** Opening Input for this task block **
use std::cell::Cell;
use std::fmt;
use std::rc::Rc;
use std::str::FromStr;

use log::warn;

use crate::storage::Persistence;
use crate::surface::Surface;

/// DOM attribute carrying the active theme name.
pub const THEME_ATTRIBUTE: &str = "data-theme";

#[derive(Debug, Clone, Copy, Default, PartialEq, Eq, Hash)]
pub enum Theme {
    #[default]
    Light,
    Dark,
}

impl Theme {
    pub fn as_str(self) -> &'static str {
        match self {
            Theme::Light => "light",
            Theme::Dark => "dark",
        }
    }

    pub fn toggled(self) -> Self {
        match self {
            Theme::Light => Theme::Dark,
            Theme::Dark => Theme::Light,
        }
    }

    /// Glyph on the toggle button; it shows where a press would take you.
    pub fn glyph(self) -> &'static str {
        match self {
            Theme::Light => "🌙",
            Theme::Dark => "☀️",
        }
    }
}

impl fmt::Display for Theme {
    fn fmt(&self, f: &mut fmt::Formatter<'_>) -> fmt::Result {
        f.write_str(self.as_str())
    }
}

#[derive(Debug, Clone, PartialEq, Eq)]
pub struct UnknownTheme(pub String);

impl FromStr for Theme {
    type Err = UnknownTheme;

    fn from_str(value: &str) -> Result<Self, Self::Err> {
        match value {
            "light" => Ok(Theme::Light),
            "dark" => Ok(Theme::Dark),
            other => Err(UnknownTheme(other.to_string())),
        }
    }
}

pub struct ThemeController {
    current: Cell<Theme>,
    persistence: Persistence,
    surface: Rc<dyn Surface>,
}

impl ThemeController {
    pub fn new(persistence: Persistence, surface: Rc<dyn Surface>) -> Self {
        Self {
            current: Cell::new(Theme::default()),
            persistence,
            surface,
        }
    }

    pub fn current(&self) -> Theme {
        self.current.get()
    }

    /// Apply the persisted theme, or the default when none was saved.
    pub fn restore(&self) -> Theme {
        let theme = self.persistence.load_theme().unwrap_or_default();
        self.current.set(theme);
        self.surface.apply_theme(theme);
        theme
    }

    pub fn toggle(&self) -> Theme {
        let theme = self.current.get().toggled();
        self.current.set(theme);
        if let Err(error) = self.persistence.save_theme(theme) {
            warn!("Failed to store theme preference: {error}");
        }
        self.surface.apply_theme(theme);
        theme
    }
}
** Closing Input for this task block **
_Task goal_
Find all the lines with "Debug" in the data and copy them.

_Response box_
#[derive(Debug, Clone, Copy, Default, PartialEq, Eq, Hash)]
#[derive(Debug, Clone, PartialEq, Eq)]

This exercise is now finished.